Литмир - Электронная Библиотека
A
A

Такою натурою наделен был от природы один из земляков Крестининых и Фоминых, который точно так же погиб бы в печальном звании и положении недоразвившегося самоучки в ожидании какой-либо благоприятной случайности, если бы в этой натуре не было неудержимых порывов и решительности разорвать все препятствия и смело направиться к цели хотя бы на другой конец света. Энергия эта увенчала дальнейший успех его действий и в лице его высоко подняла значение русского простого человека, его ума и способностей, до тех пор признаваемых пригодными лишь на черные работы и мышечный труд. Для исполнения своего высокого призвания гениальный холмогорец Михайло Васильевич Ломоносов бежал с родины. Здесь в ревизских сказках, в графе о занятиях и роде жизни, числился он "в бегах", т. е. в неизвестной отлучке, даже и в то время, когда имя его как первого русского ученого известно было далеко за европейской нашей границей и плодотворная деятельность на пользу отчизны не знала устали и не находила конца и пределов в многообразных применениях и изобретениях.

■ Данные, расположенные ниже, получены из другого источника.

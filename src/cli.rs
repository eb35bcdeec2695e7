//! Command-line interface definitions for News Flow.
//!
//! This module defines the CLI arguments using the `clap` crate, plus the
//! line commands understood by the interactive `watch` mode. Connection
//! settings can be provided via flags, environment variables or a YAML
//! config file.

use chrono::NaiveDate;
use clap::{Args, Parser, Subcommand};
use news_flow::models::{Language, SortBy};
use std::path::PathBuf;

/// Command-line arguments for the News Flow application.
///
/// # Examples
///
/// ```sh
/// # One-shot search
/// news_flow --api-key KEY search -k "AI 人工知能" --language jp --sort-by relevancy
///
/// # Interactive form, fed line by line from stdin
/// NEWS_API_KEY=KEY news_flow watch
/// ```
#[derive(Parser, Debug)]
#[command(author, version, about)]
pub struct Cli {
    /// Optional path to a config.yaml file
    #[arg(short, long, global = true)]
    pub config: Option<PathBuf>,

    /// NewsAPI key
    #[arg(long, env = "NEWS_API_KEY", global = true, hide_env_values = true)]
    pub api_key: Option<String>,

    /// Search endpoint (defaults to https://newsapi.org/v2/everything)
    #[arg(long, env = "NEWS_API_URL", global = true)]
    pub base_url: Option<String>,

    #[command(subcommand)]
    pub command: Command,
}

#[derive(Subcommand, Debug)]
pub enum Command {
    /// Run a single search and print the results
    Search(SearchArgs),
    /// Interactive form: read field changes from stdin, search as you type
    Watch(WatchArgs),
}

#[derive(Args, Debug)]
pub struct SearchArgs {
    /// Keywords; multiple words are AND-joined
    #[arg(short, long)]
    pub keyword: String,

    /// Two-letter language code
    #[arg(short, long, default_value = "jp")]
    pub language: Language,

    /// Oldest publication date (YYYY-MM-DD)
    #[arg(long)]
    pub from: Option<NaiveDate>,

    /// Newest publication date (YYYY-MM-DD)
    #[arg(long)]
    pub to: Option<NaiveDate>,

    /// publishedAt, relevancy or popularity
    #[arg(short, long, default_value = "publishedAt")]
    pub sort_by: SortBy,

    /// Also write the raw result to this JSON file
    #[arg(short, long)]
    pub json_output: Option<PathBuf>,
}

#[derive(Args, Debug)]
pub struct WatchArgs {
    /// Keyword debounce in milliseconds (overrides the config file)
    #[arg(long)]
    pub debounce_ms: Option<u64>,
}

/// One line of input in `watch` mode.
#[derive(Debug, Clone, PartialEq, Eq)]
pub enum LineCommand {
    Keyword(String),
    Language(Language),
    From(Option<NaiveDate>),
    To(Option<NaiveDate>),
    Sort(SortBy),
    Search,
    Clear,
    Help,
    Quit,
}

pub const LINE_HELP: &str = "\
commands:
  k <words>          set the keyword (searched after the debounce)
  lang <code>        language: jp, en, de, es, fr, ...
  from <date|->      oldest date, YYYY-MM-DD or - to unset
  to <date|->        newest date, YYYY-MM-DD or - to unset
  sort <order>       publishedAt, relevancy or popularity
  search             search now with the current form
  clear              reset the form and results
  help               show this help
  quit               exit";

fn parse_date_arg(arg: &str) -> Result<Option<NaiveDate>, String> {
    match arg {
        "" | "-" => Ok(None),
        s => NaiveDate::parse_from_str(s, "%Y-%m-%d")
            .map(Some)
            .map_err(|e| format!("invalid date {s:?}: {e}")),
    }
}

/// Parse one `watch` line. Unknown words are reported back to the user.
pub fn parse_line(line: &str) -> Result<LineCommand, String> {
    let line = line.trim_end_matches(['\r', '\n']);
    let (word, rest) = line
        .trim_start()
        .split_once(char::is_whitespace)
        .unwrap_or((line.trim(), ""));

    match word {
        // keep inner whitespace; the keyword is trimmed downstream
        "k" | "keyword" => Ok(LineCommand::Keyword(rest.to_string())),
        "lang" | "language" => rest.trim().parse().map(LineCommand::Language),
        "from" => parse_date_arg(rest.trim()).map(LineCommand::From),
        "to" => parse_date_arg(rest.trim()).map(LineCommand::To),
        "sort" => rest.trim().parse().map(LineCommand::Sort),
        "search" | "s" => Ok(LineCommand::Search),
        "clear" => Ok(LineCommand::Clear),
        "help" | "?" => Ok(LineCommand::Help),
        "quit" | "exit" | "q" => Ok(LineCommand::Quit),
        other => Err(format!("unknown command {other:?} (try `help`)")),
    }
}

На родине сведения о гениальном математике очень скудны. С величайшим трудом удалось товарищам по академии, Лепехину и Озерецковскому, доискаться до места его родины и вызнать несколько незначительных подробностей об его жизни в родной семье. Деревня Денисовка успела переименоваться в Болото, на месте дома Василия Дорофеева стоял дом дьячка. Не изменился лишь печальный вид его скудных родимых мест — неизменного острова, расположенного между рукавами Двины, с одной стороны в виду старинных Холмогор, откуда еще не переведена была епископская кафедра, и с другой — в виду Вавчуги, где в то время, когда рос Михаил Васильевич, находилась в полном разгаре деятельность Бажениных и еще жили свежими воспоминаниями о великом Преобразователе России. Скудная земля обязывала жителей отхожими промыслами, и в числе других и отца Ломоносова. Единственный сын его, Михайло, обязанный разделять труды семьи, тут получил первые уроки терпения и увидел первые примеры настойчивости в достижении целей и изобретательности. После домашней науки немудрено ему было добежать до Москвы в чужом китаечном полукафтане и с тремя рублями денег. Родина успела, однако ж, снабдить его всем, чем могла, в другом отношении: грамотность в среде населения была достаточно развита и тем более была обязательна для Ломоносова, что отец его придерживался раскола беспоповщины. Даровитого мальчика, обладавшего природною глубокою памятью, обучил и начаткам не иной кто, как той же Куростровской волости грамотный крестьянин Иван Шубной. Уже одной возможности читать книги достаточно было для шестнадцатилетнего Ломоносова, чтобы задумать неслыханное в тех местах дело — совершенно безраздельно посвятить всю свою жизнь обучению себя и науке. А так как на родине была только одна и то кое-какая школа для духовных, то и оставался прямой выход — покинуть родину и бежать в Москву по дороге, хорошо известной северным торговым и промышленным людям. Назад он на родину не возвратился: император Павел прислал в 1798 году указ, увольнявший семейство сестры Михаила Васильевича Головиной с потомством от подушного оклада и рекрутского набора "в уважение памяти и полезных знаний знаменитого профессора статского советника Ломоносова". Позднее (не в Холмогорах, а в Архангельске) поставлен был на гимназической площади памятник, но, к сожалению, классическая тога, лира и крылатый гений не достигают цели поучения и возбуждают в народе превратные понятия и забавные толкования.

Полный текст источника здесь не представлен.